Prof. Lee explained that the patch is completely dissolvable by body fluids. The patch substrate is dissolved immediately, in 1 minute of the initiation of needles to the skin.

The miniaturized nanoneedles make them ideal to be used as a medium for timed-release medicine.

Prof. Lee writes that the vitality and uniqueness of the technology are based on the use of remarkably tiny but long-lasting silicon nanoneedles. Those needles have focused and sharp, pointed tips that are simple for their insertion within the epidermis in a painless and also a minimally invasive way.

These needles have a huge drug-loading capability and they can deliver medicines before they dissolve. The capacity is more than the microneedles currently in use for topical chemotherapy.

Prof. Lee said that he started to look for a more reliable way than the current topical chemotherapy when he saw his daughter’s phobia of syringes while vaccination.

Prof.
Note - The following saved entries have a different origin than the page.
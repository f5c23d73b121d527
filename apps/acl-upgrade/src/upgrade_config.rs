use std::env;
use std::path::PathBuf;
use std::str::FromStr;

use newscoop_application::{MigrationMode, UnknownRightPolicy};
use newscoop_core::AppError;
use tracing_subscriber::EnvFilter;

#[derive(Debug, Clone)]
pub struct UpgradeConfig {
    pub database_url: String,
    pub database_max_connections: u32,
    pub right_name_mapping_path: Option<PathBuf>,
    pub unknown_right_policy: UnknownRightPolicy,
    pub mode: MigrationMode,
}

impl UpgradeConfig {
    pub fn load() -> Result<Self, AppError> {
        Self::from_lookup(|name| env::var(name).ok())
    }

    fn from_lookup(lookup: impl Fn(&str) -> Option<String>) -> Result<Self, AppError> {
        let database_url = lookup("DATABASE_URL")
            .filter(|value| !value.trim().is_empty())
            .ok_or_else(|| AppError::Configuration("DATABASE_URL is required".to_owned()))?;

        let database_max_connections = match lookup("DATABASE_MAX_CONNECTIONS") {
            Some(value) => value.trim().parse::<u32>().map_err(|error| {
                AppError::Configuration(format!("invalid DATABASE_MAX_CONNECTIONS: {error}"))
            })?,
            None => 2,
        };
        if database_max_connections == 0 {
            return Err(AppError::Configuration(
                "DATABASE_MAX_CONNECTIONS must be at least 1".to_owned(),
            ));
        }

        let right_name_mapping_path = lookup("ACL_RIGHT_NAME_MAPPING_PATH")
            .filter(|value| !value.trim().is_empty())
            .map(PathBuf::from);

        let unknown_right_policy = lookup("ACL_UNKNOWN_RIGHT_POLICY")
            .map(|value| UnknownRightPolicy::from_str(value.as_str()))
            .transpose()?
            .unwrap_or_default();

        let mode = if flag(&lookup, "ACL_MIGRATION_DRY_RUN") {
            MigrationMode::DryRun
        } else {
            MigrationMode::Commit
        };

        Ok(Self {
            database_url,
            database_max_connections,
            right_name_mapping_path,
            unknown_right_policy,
            mode,
        })
    }
}

fn flag(lookup: &impl Fn(&str) -> Option<String>, name: &str) -> bool {
    lookup(name)
        .unwrap_or_else(|| "false".to_owned())
        .trim()
        .eq_ignore_ascii_case("true")
}

pub fn init_tracing() {
    let env_filter = EnvFilter::try_from_default_env().unwrap_or_else(|_| EnvFilter::new("info"));

    tracing_subscriber::fmt()
        .with_env_filter(env_filter)
        .with_target(false)
        .compact()
        .init();
}

#[cfg(test)]
mod tests {
    use std::collections::HashMap;
    use std::path::PathBuf;

    use newscoop_application::{MigrationMode, UnknownRightPolicy};
    use newscoop_core::AppError;

    use super::UpgradeConfig;

    fn config_from(pairs: &[(&str, &str)]) -> Result<UpgradeConfig, AppError> {
        let values: HashMap<String, String> = pairs
            .iter()
            .map(|(name, value)| ((*name).to_owned(), (*value).to_owned()))
            .collect();
        UpgradeConfig::from_lookup(|name| values.get(name).cloned())
    }

    #[test]
    fn defaults_apply_when_only_database_url_is_set() {
        let config = config_from(&[("DATABASE_URL", "mysql://root@localhost/newscoop")]);
        assert!(config.is_ok());
        let Ok(config) = config else {
            return;
        };

        assert_eq!(config.database_max_connections, 2);
        assert_eq!(config.right_name_mapping_path, None);
        assert_eq!(config.unknown_right_policy, UnknownRightPolicy::Strict);
        assert_eq!(config.mode, MigrationMode::Commit);
    }

    #[test]
    fn database_url_is_required() {
        let config = config_from(&[("ACL_MIGRATION_DRY_RUN", "true")]);
        assert!(matches!(config, Err(AppError::Configuration(_))));
    }

    #[test]
    fn overrides_are_parsed() {
        let config = config_from(&[
            ("DATABASE_URL", "mysql://root@localhost/newscoop"),
            ("DATABASE_MAX_CONNECTIONS", "4"),
            ("ACL_RIGHT_NAME_MAPPING_PATH", "/etc/newscoop/rights.json"),
            ("ACL_UNKNOWN_RIGHT_POLICY", "lenient"),
            ("ACL_MIGRATION_DRY_RUN", "TRUE"),
        ]);
        assert!(config.is_ok());
        let Ok(config) = config else {
            return;
        };

        assert_eq!(config.database_max_connections, 4);
        assert_eq!(
            config.right_name_mapping_path,
            Some(PathBuf::from("/etc/newscoop/rights.json"))
        );
        assert_eq!(config.unknown_right_policy, UnknownRightPolicy::Lenient);
        assert_eq!(config.mode, MigrationMode::DryRun);
    }

    #[test]
    fn invalid_values_are_rejected() {
        let policy = config_from(&[
            ("DATABASE_URL", "mysql://root@localhost/newscoop"),
            ("ACL_UNKNOWN_RIGHT_POLICY", "ignore"),
        ]);
        let connections = config_from(&[
            ("DATABASE_URL", "mysql://root@localhost/newscoop"),
            ("DATABASE_MAX_CONNECTIONS", "0"),
        ]);

        assert!(matches!(policy, Err(AppError::Configuration(_))));
        assert!(matches!(connections, Err(AppError::Configuration(_))));
    }
}
use async_trait::async_trait;
use sqlx::{MySql, MySqlPool, Transaction};
use tracing::debug;

use newscoop_application::{LegacyAclStore, LegacyAclTransaction};
use newscoop_core::{AppError, AppResult};
use newscoop_domain::{AclRule, LegacyPrincipal, LegacyRightName, PrincipalKind, RoleId};

/// Rows per `acl_rule` insert statement; four placeholders per row.
const RULE_INSERT_CHUNK_SIZE: usize = 1_000;

/// Rows per `acl_role` insert statement; one placeholder per row.
const ROLE_INSERT_CHUNK_SIZE: usize = 5_000;

/// MySQL-backed store over the LiveUser and ACL tables.
#[derive(Clone)]
pub struct MySqlLegacyAclStore {
    pool: MySqlPool,
}

impl MySqlLegacyAclStore {
    /// Creates a store with the provided connection pool.
    #[must_use]
    pub fn new(pool: MySqlPool) -> Self {
        Self { pool }
    }

    /// Counts rows already present in `acl_role`.
    pub async fn existing_role_count(&self) -> AppResult<i64> {
        sqlx::query_scalar::<_, i64>("SELECT COUNT(*) FROM acl_role")
            .fetch_one(&self.pool)
            .await
            .map_err(|error| {
                AppError::StoreRead(format!("failed to count rows in acl_role: {error}"))
            })
    }
}

#[async_trait]
impl LegacyAclStore for MySqlLegacyAclStore {
    async fn begin(&self) -> AppResult<Box<dyn LegacyAclTransaction>> {
        let transaction =
            self.pool.begin().await.map_err(|error| {
                AppError::Internal(format!("failed to begin transaction: {error}"))
            })?;

        Ok(Box::new(MySqlLegacyAclTransaction { transaction }))
    }
}

/// One open transaction over the LiveUser and ACL tables.
pub struct MySqlLegacyAclTransaction {
    transaction: Transaction<'static, MySql>,
}

#[async_trait]
impl LegacyAclTransaction for MySqlLegacyAclTransaction {
    async fn list_principals(&mut self, kind: PrincipalKind) -> AppResult<Vec<LegacyPrincipal>> {
        self.list_principals_impl(kind).await
    }

    async fn assign_role(&mut self, principal: LegacyPrincipal, role_id: RoleId) -> AppResult<()> {
        self.assign_role_impl(principal, role_id).await
    }

    async fn list_rights(
        &mut self,
        principal: LegacyPrincipal,
    ) -> AppResult<Vec<LegacyRightName>> {
        self.list_rights_impl(principal).await
    }

    async fn insert_rules(&mut self, rules: &[AclRule]) -> AppResult<()> {
        self.insert_rules_impl(rules).await
    }

    async fn insert_roles(&mut self, role_ids: &[RoleId]) -> AppResult<()> {
        self.insert_roles_impl(role_ids).await
    }

    async fn commit(self: Box<Self>) -> AppResult<()> {
        self.transaction.commit().await.map_err(|error| {
            AppError::Internal(format!("failed to commit transaction: {error}"))
        })?;
        debug!("acl migration transaction committed");

        Ok(())
    }

    async fn rollback(self: Box<Self>) -> AppResult<()> {
        self.transaction.rollback().await.map_err(|error| {
            AppError::Internal(format!("failed to roll back transaction: {error}"))
        })?;
        debug!("acl migration transaction rolled back");

        Ok(())
    }
}

mod reads;
mod writes;
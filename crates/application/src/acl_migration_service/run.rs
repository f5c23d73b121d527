use chrono::Utc;

use newscoop_core::{AppError, AppResult};
use newscoop_domain::{
    AclPermission, AclRule, LegacyPrincipal, LegacyRightName, PrincipalKind, RoleAssignment,
    RoleId, RoleIdSequence,
};

use super::{AclMigrationReport, AclMigrationService, SkippedRight, UnknownRightPolicy};
use crate::LegacyAclTransaction;

/// Rows accumulated across the group and user phases.
#[derive(Debug, Default)]
struct MigrationBatch {
    assignments: Vec<RoleAssignment>,
    rules: Vec<AclRule>,
    skipped_rights: Vec<SkippedRight>,
}

impl MigrationBatch {
    fn migrated(&self, kind: PrincipalKind) -> usize {
        self.assignments
            .iter()
            .filter(|assignment| assignment.principal.kind() == kind)
            .count()
    }
}

impl AclMigrationService {
    /// Runs the migration inside the caller's transaction.
    ///
    /// Stamps every group, then every user, with a fresh role id and
    /// collects one allow-rule per held right. When at least one rule was
    /// produced, rules are inserted in bulk followed by one role row per
    /// minted id. When no rule was produced, no ACL rows are written.
    ///
    /// Any failure is returned unchanged; the caller decides whether to roll
    /// back the transaction.
    pub async fn run(
        &self,
        transaction: &mut dyn LegacyAclTransaction,
    ) -> AppResult<AclMigrationReport> {
        let started_at = Utc::now();

        let mut sequence = RoleIdSequence::new();
        let mut batch = MigrationBatch::default();
        for kind in PrincipalKind::migration_order() {
            (sequence, batch) = self
                .migrate_principals(transaction, *kind, sequence, batch)
                .await?;
        }

        let groups_migrated = batch.migrated(PrincipalKind::Group);
        let users_migrated = batch.migrated(PrincipalKind::User);
        let MigrationBatch {
            assignments,
            rules,
            skipped_rights,
        } = batch;

        let (rules_inserted, roles_inserted) = if rules.is_empty() {
            (0, 0)
        } else {
            let role_ids: Vec<RoleId> = sequence.issued().collect();
            transaction.insert_rules(&rules).await?;
            transaction.insert_roles(&role_ids).await?;
            (rules.len(), role_ids.len())
        };

        Ok(AclMigrationReport {
            assignments,
            groups_migrated,
            users_migrated,
            rules_inserted,
            roles_inserted,
            skipped_rights,
            started_at,
            finished_at: Utc::now(),
        })
    }

    async fn migrate_principals(
        &self,
        transaction: &mut dyn LegacyAclTransaction,
        kind: PrincipalKind,
        mut sequence: RoleIdSequence,
        mut batch: MigrationBatch,
    ) -> AppResult<(RoleIdSequence, MigrationBatch)> {
        let principals = transaction.list_principals(kind).await?;

        for principal in principals {
            let role_id = sequence.next_role_id()?;
            transaction.assign_role(principal, role_id).await?;
            batch.assignments.push(RoleAssignment { principal, role_id });

            for right_name in transaction.list_rights(principal).await? {
                let translated = if right_name.is_blank() {
                    None
                } else {
                    self.decoder.translate(&right_name)
                };

                match translated {
                    Some((resource, action)) => {
                        let permission = AclPermission::new(resource, action)?;
                        batch.rules.push(AclRule::allow(role_id, permission));
                    }
                    None => {
                        self.handle_unknown_right(principal, right_name, &mut batch)?;
                    }
                }
            }
        }

        Ok((sequence, batch))
    }

    fn handle_unknown_right(
        &self,
        principal: LegacyPrincipal,
        right_name: LegacyRightName,
        batch: &mut MigrationBatch,
    ) -> AppResult<()> {
        match self.unknown_right_policy {
            UnknownRightPolicy::Strict => Err(AppError::UnknownRightName {
                principal: principal.to_string(),
                right_name: right_name.as_str().to_owned(),
            }),
            UnknownRightPolicy::Lenient => {
                batch.skipped_rights.push(SkippedRight {
                    principal,
                    right_name,
                });
                Ok(())
            }
        }
    }
}
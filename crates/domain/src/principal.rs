use std::fmt::{Display, Formatter};

use newscoop_core::{AppError, AppResult};
use serde::{Deserialize, Serialize};

/// Class of legacy principal that can hold rights.
#[derive(Debug, Clone, Copy, PartialEq, Eq, Hash, Serialize, Deserialize)]
#[serde(rename_all = "snake_case")]
pub enum PrincipalKind {
    /// A LiveUser group.
    Group,
    /// An individual LiveUser account.
    User,
}

impl PrincipalKind {
    /// Returns a stable value for logs and error messages.
    #[must_use]
    pub fn as_str(&self) -> &'static str {
        match self {
            Self::Group => "group",
            Self::User => "user",
        }
    }

    /// Principal classes in migration order: groups are numbered before users.
    #[must_use]
    pub fn migration_order() -> &'static [Self] {
        const ORDER: &[PrincipalKind] = &[PrincipalKind::Group, PrincipalKind::User];

        ORDER
    }
}

/// A legacy group or user row identified by its primary key.
#[derive(Debug, Clone, Copy, PartialEq, Eq, Hash, Serialize, Deserialize)]
pub struct LegacyPrincipal {
    kind: PrincipalKind,
    id: i64,
}

impl LegacyPrincipal {
    /// Creates a legacy group principal.
    #[must_use]
    pub fn group(id: i64) -> Self {
        Self {
            kind: PrincipalKind::Group,
            id,
        }
    }

    /// Creates a legacy user principal.
    #[must_use]
    pub fn user(id: i64) -> Self {
        Self {
            kind: PrincipalKind::User,
            id,
        }
    }

    /// Creates a principal of the given kind.
    #[must_use]
    pub fn new(kind: PrincipalKind, id: i64) -> Self {
        Self { kind, id }
    }

    /// Returns the principal class.
    #[must_use]
    pub fn kind(&self) -> PrincipalKind {
        self.kind
    }

    /// Returns the legacy primary key.
    #[must_use]
    pub fn id(&self) -> i64 {
        self.id
    }
}

impl Display for LegacyPrincipal {
    fn fmt(&self, formatter: &mut Formatter<'_>) -> std::fmt::Result {
        write!(formatter, "{}:{}", self.kind.as_str(), self.id)
    }
}

/// Synthetic ACL role identifier. Always positive.
#[derive(Debug, Clone, Copy, PartialEq, Eq, PartialOrd, Ord, Hash, Serialize, Deserialize)]
#[serde(try_from = "u32", into = "u32")]
pub struct RoleId(u32);

impl RoleId {
    /// Creates a role identifier, rejecting zero.
    pub fn new(value: u32) -> AppResult<Self> {
        if value == 0 {
            return Err(AppError::Validation(
                "role id must be a positive integer".to_owned(),
            ));
        }

        Ok(Self(value))
    }

    /// Returns the underlying integer value.
    #[must_use]
    pub fn as_u32(&self) -> u32 {
        self.0
    }
}

impl TryFrom<u32> for RoleId {
    type Error = AppError;

    fn try_from(value: u32) -> Result<Self, Self::Error> {
        Self::new(value)
    }
}

impl From<RoleId> for u32 {
    fn from(value: RoleId) -> Self {
        value.0
    }
}

impl Display for RoleId {
    fn fmt(&self, formatter: &mut Formatter<'_>) -> std::fmt::Result {
        write!(formatter, "{}", self.0)
    }
}

/// Binding of one legacy principal to the role minted for it.
#[derive(Debug, Clone, Copy, PartialEq, Eq, Hash, Serialize, Deserialize)]
pub struct RoleAssignment {
    /// Legacy group or user.
    pub principal: LegacyPrincipal,
    /// Role stamped onto the principal row.
    pub role_id: RoleId,
}

/// Monotonic role id generator for one migration run.
///
/// The sequence is moved into each migration phase and handed back when the
/// phase completes, so the numbering across groups and users is carried by
/// value rather than by a shared counter.
#[derive(Debug, PartialEq, Eq)]
pub struct RoleIdSequence {
    next: u32,
}

impl RoleIdSequence {
    /// Starts a sequence whose first issued id is 1.
    #[must_use]
    pub fn new() -> Self {
        Self { next: 1 }
    }

    /// Issues the next role id.
    pub fn next_role_id(&mut self) -> AppResult<RoleId> {
        let role_id = RoleId::new(self.next)?;
        self.next = self.next.checked_add(1).ok_or_else(|| {
            AppError::Validation("role id sequence exhausted the u32 range".to_owned())
        })?;

        Ok(role_id)
    }

    /// Returns every issued id in ascending order, `1..next`.
    pub fn issued(&self) -> impl Iterator<Item = RoleId> + use<> {
        (1..self.next).map(RoleId)
    }
}

impl Default for RoleIdSequence {
    fn default() -> Self {
        Self::new()
    }
}

#[cfg(test)]
mod tests {
    use proptest::prelude::*;

    use super::{LegacyPrincipal, PrincipalKind, RoleId, RoleIdSequence};

    #[test]
    fn role_id_rejects_zero() {
        assert!(RoleId::new(0).is_err());
        assert!(RoleId::new(1).is_ok());
    }

    #[test]
    fn fresh_sequence_issues_nothing() {
        let sequence = RoleIdSequence::new();
        assert_eq!(sequence.issued().count(), 0);
    }

    #[test]
    fn sequence_starts_at_one() {
        let mut sequence = RoleIdSequence::new();
        let first = sequence.next_role_id().map(|role_id| role_id.as_u32());
        assert_eq!(first.ok(), Some(1));
    }

    #[test]
    fn principal_formats_as_kind_and_id() {
        assert_eq!(LegacyPrincipal::group(4).to_string(), "group:4");
        assert_eq!(LegacyPrincipal::user(12).to_string(), "user:12");
    }

    #[test]
    fn groups_precede_users_in_migration_order() {
        assert_eq!(
            PrincipalKind::migration_order(),
            &[PrincipalKind::Group, PrincipalKind::User]
        );
    }

    #[test]
    fn role_id_deserialization_rejects_zero() {
        let parsed: Result<RoleId, _> = serde_json::from_str("0");
        assert!(parsed.is_err());
    }

    proptest! {
        #[test]
        fn issued_ids_are_dense_and_ascending(count in 0_u32..500) {
            let mut sequence = RoleIdSequence::new();
            let mut minted = Vec::new();
            for _ in 0..count {
                minted.push(sequence.next_role_id().map(|role_id| role_id.as_u32()));
            }

            let minted: Vec<u32> = minted.into_iter().filter_map(Result::ok).collect();
            let expected: Vec<u32> = (1..=count).collect();
            prop_assert_eq!(&minted, &expected);

            let reported: Vec<u32> = sequence.issued().map(|role_id| role_id.as_u32()).collect();
            prop_assert_eq!(reported, expected);
        }
    }
}
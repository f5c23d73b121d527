//! Shared primitives for the Newscoop upgrade crates.

#![forbid(unsafe_code)]

use thiserror::Error;

/// Result type used across Newscoop crates.
pub type AppResult<T> = Result<T, AppError>;

/// Common application error categories.
#[derive(Debug, Error)]
pub enum AppError {
    /// Invalid input or violated invariant.
    #[error("validation error: {0}")]
    Validation(String),

    /// Invalid runtime configuration or configuration resource.
    #[error("configuration error: {0}")]
    Configuration(String),

    /// Write operation conflicts with existing state.
    #[error("conflict: {0}")]
    Conflict(String),

    /// Reading legacy or ACL rows from the store failed.
    #[error("store read failure: {0}")]
    StoreRead(String),

    /// Stamping a role id or inserting ACL rows failed.
    #[error("store write failure: {0}")]
    StoreWrite(String),

    /// A legacy right name has no entry in the right-name mapping.
    #[error("unknown right name '{right_name}' held by {principal}")]
    UnknownRightName {
        /// Principal holding the right, formatted as `kind:id`.
        principal: String,
        /// Legacy right name that could not be translated.
        right_name: String,
    },

    /// A failed run whose rollback failed as well.
    #[error("{error}; rollback also failed: {rollback_error}")]
    RollbackFailed {
        /// Error that aborted the run.
        error: Box<AppError>,
        /// Error returned by the rollback.
        rollback_error: Box<AppError>,
    },

    /// Internal unexpected error.
    #[error("internal error: {0}")]
    Internal(String),
}
use std::path::Path;

use tracing::info;

use newscoop_application::RightNameMapping;
use newscoop_core::{AppError, AppResult};

/// Loads a right-name mapping document from disk.
pub async fn load_right_name_mapping(path: &Path) -> AppResult<RightNameMapping> {
    let document = tokio::fs::read_to_string(path).await.map_err(|error| {
        AppError::Configuration(format!(
            "failed to read right name mapping '{}': {error}",
            path.display()
        ))
    })?;

    let mapping = RightNameMapping::from_json_str(document.as_str())?;
    info!(
        path = %path.display(),
        entries = mapping.len(),
        "loaded right name mapping"
    );

    Ok(mapping)
}

#[cfg(test)]
mod tests {
    use std::path::PathBuf;

    use newscoop_core::AppError;

    use super::load_right_name_mapping;

    fn scratch_path(file_name: &str) -> PathBuf {
        std::env::temp_dir().join(format!("{}-{file_name}", std::process::id()))
    }

    #[tokio::test]
    async fn loads_mapping_from_file() {
        let path = scratch_path("right-names.json");
        let written = tokio::fs::write(
            &path,
            r#"{"rights": [{"name": "ViewLogs", "resource": "log", "action": "view"}]}"#,
        )
        .await;
        assert!(written.is_ok());

        let mapping = load_right_name_mapping(&path).await;
        let _ = tokio::fs::remove_file(&path).await;

        assert_eq!(mapping.map(|mapping| mapping.len()).ok(), Some(1));
    }

    #[tokio::test]
    async fn missing_file_is_a_configuration_error() {
        let mapping = load_right_name_mapping(&scratch_path("does-not-exist.json")).await;
        assert!(matches!(mapping, Err(AppError::Configuration(_))));
    }
}
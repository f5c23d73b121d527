use async_trait::async_trait;

use newscoop_core::AppResult;
use newscoop_domain::{AclRule, LegacyPrincipal, LegacyRightName, PrincipalKind, RoleId};

/// Store port that opens the transactional scope for one migration run.
#[async_trait]
pub trait LegacyAclStore: Send + Sync {
    /// Begins a transaction over the LiveUser and ACL tables.
    async fn begin(&self) -> AppResult<Box<dyn LegacyAclTransaction>>;
}

/// Transaction-scoped access to legacy principals, rights and ACL tables.
///
/// Every operation runs inside the same transaction. Dropping the handle
/// without calling [`LegacyAclTransaction::commit`] discards all writes.
#[async_trait]
pub trait LegacyAclTransaction: Send {
    /// Lists every legacy principal of the given kind in store order.
    async fn list_principals(&mut self, kind: PrincipalKind) -> AppResult<Vec<LegacyPrincipal>>;

    /// Stamps the principal row with its role id. Idempotent.
    async fn assign_role(&mut self, principal: LegacyPrincipal, role_id: RoleId) -> AppResult<()>;

    /// Lists the legacy rights attached directly to the principal.
    async fn list_rights(
        &mut self,
        principal: LegacyPrincipal,
    ) -> AppResult<Vec<LegacyRightName>>;

    /// Inserts ACL rule rows in bulk.
    async fn insert_rules(&mut self, rules: &[AclRule]) -> AppResult<()>;

    /// Inserts ACL role rows in bulk.
    async fn insert_roles(&mut self, role_ids: &[RoleId]) -> AppResult<()>;

    /// Makes all writes of this transaction durable.
    async fn commit(self: Box<Self>) -> AppResult<()>;

    /// Discards all writes of this transaction.
    async fn rollback(self: Box<Self>) -> AppResult<()>;
}

/// Naming decoder from legacy right name to ACL `(resource, action)`.
pub trait RightNameDecoder: Send + Sync {
    /// Returns the raw `(resource, action)` pair, or `None` for unmapped names.
    fn translate(&self, right_name: &LegacyRightName) -> Option<(&str, &str)>;
}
Lee’s team focuses on connecting an essential passage within engineering and unmet clinical requirements. The team’s field of expertise is developing wearable devices, they term as “peel-and-stick stickers.” Medical experts use these devices to deliver drugs. They also make devices to observe health requirements.

The scientist other than Prof. Lee who participated in the development were

  • Purdue’s College of Pharmacy, Prof. Yoon Yeo
  • Hanyang University, Prof. Dong Rip Kim.